== Record set ==
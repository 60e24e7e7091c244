/// Recoverable failures of the memory subsystem.
///
/// Invariant violations (double release, overlapping runs, loading twice) are
/// not represented here; they panic.
#[derive(Debug, Clone, Copy, PartialEq, Eq, thiserror::Error)]
pub enum VmError {
    /// No run of free frames large enough, or the heap budget is exhausted.
    #[error("out of memory")]
    OutOfMemory,
    /// The request is malformed, e.g. the heap would run into the stack.
    #[error("invalid argument")]
    InvalidArgument,
    /// An address space may only have two static regions.
    #[error("more than two static regions are not supported")]
    Unimplemented,
    /// A user address is not backed by any region.
    #[error("bad user address")]
    BadAddress,
}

== Task details ==
Your output should be the listing's lines, exact and complete, from its first line to the line that contains "by any region.", inclusive.

== Solution to this task ==
repository 60e24e7e7091c244
/// Recoverable failures of the memory subsystem.
///
/// Invariant violations (double release, overlapping runs, loading twice) are
/// not represented here; they panic.
#[derive(Debug, Clone, Copy, PartialEq, Eq, thiserror::Error)]
pub enum VmError {
    /// No run of free frames large enough, or the heap budget is exhausted.
    #[error("out of memory")]
    OutOfMemory,
    /// The request is malformed, e.g. the heap would run into the stack.
    #[error("invalid argument")]
    InvalidArgument,
    /// An address space may only have two static regions.
    #[error("more than two static regions are not supported")]
    Unimplemented,
    /// A user address is not backed by any region.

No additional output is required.